They say a picture is worth a thousand words, but what about the images conjured by prose? The best parts of books always summon very clear images. Those scenes linger like photos in the back of readers’ minds long after they close the book. Images make your story real.
Think of Pictures, Not Language
To add beautiful images to your writing, try starting with pictures rather than vocabulary. There’s a reason why so many authors use Pinterest as both inspiration and advertising. It’s a visual form of social media. There will always be room for snarky Tweets and clever hashtags, but savvy readers and writers alike know the right image can transform a good story into a lasting experience.
Begin by digging through your own life. Just look around the room. How would you describe your space to create a memorable impression? Can you set your story’s tone just by painting an image of your home with words? Other experiences, like natural wonders and soaring cities you see during vacations, are important, too. Think of your favorite place, or your favorite event, and see if you can leave readers longing to visit it.
Engage the Senses
Take some time to practice. Experiment with intensely visual descriptions. Don’t just explain what physical objects look like. Place the reader in the scene. Use similes and metaphors to add psychological depth to important imagery. Pay attention to things like color and definition. Are your readers wandering with the character through a grey desert dulled by sand and ash? Is the wind pulling at them, or is the world dead quiet?
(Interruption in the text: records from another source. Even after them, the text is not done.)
use std::fmt::Display;
use std::path::PathBuf;
use std::sync::{Mutex, PoisonError};

use actix_files::Files;
use actix_web::{error, middleware, web, App, HttpRequest, HttpResponse, HttpServer, Result};
use serde::{Deserialize, Serialize};
use tracing::{info, warn};

use crate::config::PlannerConfig;
use crate::parser::{decode_text, parse_capacity_bytes, read_jobs};
use crate::report::{validate_roster_request, write_capacity_reports, write_roster_reports, RosterRequest, ValidateRequest};
use crate::schedule::{
    aggregate_to_matrix, assign_jobs_greedy, generate_roster, overloads, planning_horizon, validate_schedule, Conflict,
    JobAllocation, RosterPlan, UtilizationRow,
};

/// Latest utilization matrix. Job and roster runs build fresh state per request.
pub struct AppState {
    pub utilization: Mutex<Option<Vec<UtilizationRow>>>,
    pub config: PlannerConfig,
    pub admin_password: String,
}

impl AppState {
    pub fn new(config: PlannerConfig, admin_password: String) -> Self {
        Self {
            utilization: Mutex::new(None),
            config,
            admin_password,
        }
    }
}

#[derive(Deserialize)]
pub struct LoginRequest {
    password: String,
}

#[derive(Serialize)]
pub struct CapacityResponse {
    success: bool,
    rows: usize,
    overloads: usize,
    files: Vec<PathBuf>,
}

#[derive(Serialize)]
pub struct JobsResponse {
    success: bool,
    #[serde(flatten)]
    allocation: JobAllocation,
    files: Vec<PathBuf>,
}

#[derive(Serialize)]
pub struct RosterResponse {
    success: bool,
    unfilled: usize,
    #[serde(flatten)]
    plan: RosterPlan,
    conflicts: Vec<Conflict>,
    files: Vec<PathBuf>,
}

fn is_admin(req: &HttpRequest, state: &AppState) -> bool {
    let password = req
        .headers()
        .get("X-Admin-Password")
        .and_then(|v| v.to_str().ok())
        .unwrap_or("");
    password == state.admin_password
}

fn unauthorized() -> HttpResponse {
    HttpResponse::Unauthorized().json(serde_json::json!({"success": false, "error": "Unauthorized"}))
}

fn bad_request(err: impl Display) -> HttpResponse {
    HttpResponse::BadRequest().json(serde_json::json!({"success": false, "error": err.to_string()}))
}

fn state_error<T>(_: PoisonError<T>) -> error::Error {
    error::ErrorInternalServerError("application state unavailable")
}

fn report_error(err: impl Display) -> error::Error {
    warn!(error = %err, "report export failed");
    error::ErrorInternalServerError(format!("Failed to write reports: {}", err))
}

async fn admin_login(req: web::Json<LoginRequest>, state: web::Data<AppState>) -> Result<HttpResponse> {
    if req.password == state.admin_password {
        Ok(HttpResponse::Ok().json(serde_json::json!({"success": true})))
    } else {
        Ok(HttpResponse::Unauthorized().json(serde_json::json!({"success": false, "error": "Invalid password"})))
    }
}

// Capacity table upload; replaces the current utilization matrix
async fn upload_capacity(req: HttpRequest, body: web::Bytes, state: web::Data<AppState>) -> Result<HttpResponse> {
    if !is_admin(&req, &state) {
        return Ok(unauthorized());
    }
    let config = &state.config;

    let table = match parse_capacity_bytes(&body, config.capacity_delimiter_byte(), &config.area_catalog()) {
        Ok(table) => table,
        Err(e) => return Ok(bad_request(format!("Failed to process capacity table: {}", e))),
    };
    let matrix = aggregate_to_matrix(&table.capacities, &table.demands);
    let files = write_capacity_reports(&config.output_dir, &matrix, None, config.table_delimiter_byte())
        .map_err(report_error)?;

    let response = CapacityResponse {
        success: true,
        rows: matrix.len(),
        overloads: overloads(&matrix).len(),
        files: files.written,
    };
    info!(rows = response.rows, overloads = response.overloads, "utilization matrix replaced");
    *state.utilization.lock().map_err(state_error)? = Some(matrix);

    Ok(HttpResponse::Ok().json(response))
}

async fn get_utilization(state: web::Data<AppState>) -> Result<HttpResponse> {
    let utilization = state.utilization.lock().map_err(state_error)?;
    match *utilization {
        Some(ref matrix) => Ok(HttpResponse::Ok().json(matrix)),
        None => Ok(HttpResponse::NotFound().json(serde_json::json!({"error": "No capacity table loaded"}))),
    }
}

async fn get_overloads(state: web::Data<AppState>) -> Result<HttpResponse> {
    let utilization = state.utilization.lock().map_err(state_error)?;
    match *utilization {
        Some(ref matrix) => Ok(HttpResponse::Ok().json(overloads(matrix))),
        None => Ok(HttpResponse::NotFound().json(serde_json::json!({"error": "No capacity table loaded"}))),
    }
}

// Job list upload; allocates against a fresh pool built from the current matrix
async fn allocate_jobs(req: HttpRequest, body: web::Bytes, state: web::Data<AppState>) -> Result<HttpResponse> {
    if !is_admin(&req, &state) {
        return Ok(unauthorized());
    }
    let config = &state.config;

    let matrix = match state.utilization.lock().map_err(state_error)?.clone() {
        Some(matrix) => matrix,
        None => {
            return Ok(HttpResponse::NotFound().json(serde_json::json!({"error": "No capacity table loaded"})));
        }
    };

    let jobs = match read_jobs(&decode_text(&body), config.table_delimiter_byte()) {
        Ok(jobs) => jobs,
        Err(e) => return Ok(bad_request(format!("Failed to process job list: {}", e))),
    };
    let allocation = assign_jobs_greedy(&matrix, &jobs);
    let files = write_capacity_reports(&config.output_dir, &matrix, Some(&allocation), config.table_delimiter_byte())
        .map_err(report_error)?;

    Ok(HttpResponse::Ok().json(JobsResponse {
        success: true,
        allocation,
        files: files.written,
    }))
}

async fn create_roster(
    req: HttpRequest,
    body: web::Json<RosterRequest>,
    state: web::Data<AppState>,
) -> Result<HttpResponse> {
    if !is_admin(&req, &state) {
        return Ok(unauthorized());
    }
    if let Err(message) = validate_roster_request(&body) {
        return Ok(bad_request(message));
    }
    let config = &state.config;
    let rules = config.rule_set();
    let shifts = body.shifts.as_ref().unwrap_or(&config.shifts);
    let dates = planning_horizon(body.start, body.days);

    let plan = match generate_roster(&body.workers, shifts, &body.demand, &dates, &rules) {
        Ok(plan) => plan,
        Err(e) => return Ok(bad_request(e)),
    };
    let conflicts = validate_schedule(&plan.entries, rules.max_hours_per_day, rules.max_consecutive_days);
    let files = write_roster_reports(&config.output_dir, &plan, &conflicts, config.table_delimiter_byte())
        .map_err(report_error)?;

    Ok(HttpResponse::Ok().json(RosterResponse {
        success: true,
        unfilled: plan.unfilled(),
        plan,
        conflicts,
        files: files.written,
    }))
}

async fn check_roster(body: web::Json<ValidateRequest>, state: web::Data<AppState>) -> Result<HttpResponse> {
    let max_hours = body.max_hours_per_day.unwrap_or(state.config.max_hours_per_day);
    let max_days = body.max_consecutive_days.unwrap_or(state.config.max_consecutive_days);
    let conflicts = validate_schedule(&body.entries, max_hours, max_days);
    Ok(HttpResponse::Ok().json(conflicts))
}

/// API routes, without the report file service
pub fn routes(cfg: &mut web::ServiceConfig) {
    cfg.route("/api/login", web::post().to(admin_login))
        .route("/api/capacity", web::post().to(upload_capacity))
        .route("/api/utilization", web::get().to(get_utilization))
        .route("/api/overloads", web::get().to(get_overloads))
        .route("/api/jobs", web::post().to(allocate_jobs))
        .route("/api/roster", web::post().to(create_roster))
        .route("/api/roster/validate", web::post().to(check_roster));
}

pub async fn start_server(port: u16, config: PlannerConfig, admin_password: String) -> std::io::Result<()> {
    let reports_dir = config.output_dir.clone();
    std::fs::create_dir_all(&reports_dir)?;
    let app_state = web::Data::new(AppState::new(config, admin_password));

    HttpServer::new(move || {
        App::new()
            .app_data(app_state.clone())
            .wrap(middleware::Logger::default())
            .configure(routes)
            .service(Files::new("/reports", reports_dir.clone()).show_files_listing())
    })
    .bind(("0.0.0.0", port))?
    .run()
    .await
}

#[cfg(test)]
mod tests {
    use super::*;
    use actix_web::{http::StatusCode, test};
    use serde_json::Value;

    const CAPACITY: &str = "bodega;;6;7;8\ncapacidad;;10;10;10\ncapacidad job;;3;0;12\n";

    fn state(dir: &tempfile::TempDir) -> web::Data<AppState> {
        let config = PlannerConfig {
            output_dir: dir.path().to_path_buf(),
            ..PlannerConfig::default()
        };
        web::Data::new(AppState::new(config, "secret".to_string()))
    }

    fn upload(uri: &str, body: &str) -> test::TestRequest {
        test::TestRequest::post()
            .uri(uri)
            .insert_header(("X-Admin-Password", "secret"))
            .set_payload(body.to_string())
    }

    #[actix_web::test]
    async fn test_capacity_requires_password() {
        let dir = tempfile::tempdir().unwrap();
        let app = test::init_service(App::new().app_data(state(&dir)).configure(routes)).await;

        let req = test::TestRequest::post().uri("/api/capacity").set_payload(CAPACITY).to_request();
        let resp = test::call_service(&app, req).await;
        assert_eq!(resp.status(), StatusCode::UNAUTHORIZED);
    }

    #[actix_web::test]
    async fn test_capacity_then_overloads() {
        let dir = tempfile::tempdir().unwrap();
        let app = test::init_service(App::new().app_data(state(&dir)).configure(routes)).await;

        let req = test::TestRequest::get().uri("/api/utilization").to_request();
        assert_eq!(test::call_service(&app, req).await.status(), StatusCode::NOT_FOUND);

        let body: Value = test::call_and_read_body_json(&app, upload("/api/capacity", CAPACITY).to_request()).await;
        assert_eq!(body["rows"], 3);
        assert_eq!(body["overloads"], 1);
        assert!(dir.path().join("ResumenHorario.csv").exists());

        let req = test::TestRequest::get().uri("/api/overloads").to_request();
        let rows: Value = test::call_and_read_body_json(&app, req).await;
        assert_eq!(rows.as_array().map(Vec::len), Some(1));
        assert_eq!(rows[0]["Hour"], 8);
        assert_eq!(rows[0]["Status"], "OVERLOAD");
    }

    #[actix_web::test]
    async fn test_jobs_use_fresh_pool_each_request() {
        let dir = tempfile::tempdir().unwrap();
        let app = test::init_service(App::new().app_data(state(&dir)).configure(routes)).await;

        let resp = test::call_service(&app, upload("/api/jobs", "area,starthour,duration,quantity\n").to_request()).await;
        assert_eq!(resp.status(), StatusCode::NOT_FOUND);

        test::call_service(&app, upload("/api/capacity", CAPACITY).to_request()).await;

        let jobs = "JobID,Area,StartHour,Duration,Quantity\nJ1,bodega,6,1,7\n";
        for _ in 0..2 {
            let body: Value = test::call_and_read_body_json(&app, upload("/api/jobs", jobs).to_request()).await;
            assert_eq!(body["results"][0]["Status"], "Assigned");
            assert_eq!(body["results"][0]["AssignedTotal"], 7.0);
        }
    }

    #[actix_web::test]
    async fn test_jobs_missing_column_is_bad_request() {
        let dir = tempfile::tempdir().unwrap();
        let app = test::init_service(App::new().app_data(state(&dir)).configure(routes)).await;
        test::call_service(&app, upload("/api/capacity", CAPACITY).to_request()).await;

        let resp = test::call_service(&app, upload("/api/jobs", "Area,StartHour\nbodega,6\n").to_request()).await;
        assert_eq!(resp.status(), StatusCode::BAD_REQUEST);
    }

    #[actix_web::test]
    async fn test_roster_and_validation() {
        let dir = tempfile::tempdir().unwrap();
        let app = test::init_service(App::new().app_data(state(&dir)).configure(routes)).await;

        let request = serde_json::json!({
            "workers": [{"name": "Ana", "areas": ["hc"], "contract_hours": 40, "availability": ["Mon", "Tue"]}],
            "demand": [{"shift_id": "M", "area": "hc", "needed": 1}],
            "start": "2025-01-06",
            "days": 2
        });
        let req = test::TestRequest::post()
            .uri("/api/roster")
            .insert_header(("X-Admin-Password", "secret"))
            .set_json(&request)
            .to_request();
        let body: Value = test::call_and_read_body_json(&app, req).await;
        assert_eq!(body["unfilled"], 0);
        assert_eq!(body["entries"][1]["Worker"], "Ana");
        assert!(dir.path().join("Schedule.csv").exists());

        let check = serde_json::json!({"entries": body["entries"].clone(), "max_hours_per_day": 4});
        let req = test::TestRequest::post().uri("/api/roster/validate").set_json(&check).to_request();
        let conflicts: Value = test::call_and_read_body_json(&app, req).await;
        assert_eq!(conflicts.as_array().map(Vec::len), Some(2));
        assert_eq!(conflicts[0]["Kind"], "DailyHoursExceeded");
    }

    #[actix_web::test]
    async fn test_roster_unknown_shift() {
        let dir = tempfile::tempdir().unwrap();
        let app = test::init_service(App::new().app_data(state(&dir)).configure(routes)).await;

        let request = serde_json::json!({
            "workers": [{"name": "Ana", "contract_hours": 40, "availability": ["Mon"]}],
            "demand": [{"shift_id": "X", "area": "hc", "needed": 1}],
            "start": "2025-01-06",
            "days": 1
        });
        let req = test::TestRequest::post()
            .uri("/api/roster")
            .insert_header(("X-Admin-Password", "secret"))
            .set_json(&request)
            .to_request();
        let resp = test::call_service(&app, req).await;
        assert_eq!(resp.status(), StatusCode::BAD_REQUEST);
    }
}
Sounds, smells, and other sensations enhance your image. That’s the advantage of planting a scene directly into your reader’s mind. Take advantage of that to fully immerse them in the picture. Remember that dessert? Put some literal grit between your character’s teeth and express the muted discomfort of goggles pressing into their sinuses. If you want a particularly fun exercise, try recreating the experience of eating your favorite meal.
Enjoy the Benefits
Imagery matters to the actual craft of your story. It isn’t just a cheap cop-out to brand your story in readers’ imaginations. Think of how memorable the most important scenes are in your favorite books. Everything from the dinosaurs appearing over the trees in Jurassic Park to Jane Eyre’s views of Mr. Rochester’s ghostly abode served critical plot purposes while simultaneously creating a particular mood. Neil Gaiman is a master of intensely visual storytelling. The carousel in American Gods springs to mind. These scenes reveal things about characters, locations, and evolving conflicts neither the characters nor your audience may be aware of. The process of creating such engaging, striking visuals pulls you deeper into your work as a writer, which means you’ll understand your characters and their motivations on a whole new level.
Just because writers put words on a page doesn’t mean they aren’t painting the very best kinds of pictures. Dig deep, look longer, and work on expressing the world around you in a whole new way. No one sees the same scene through the same eyes, so even if you describe a place described in dozens of books, your image will always be the first of its kind.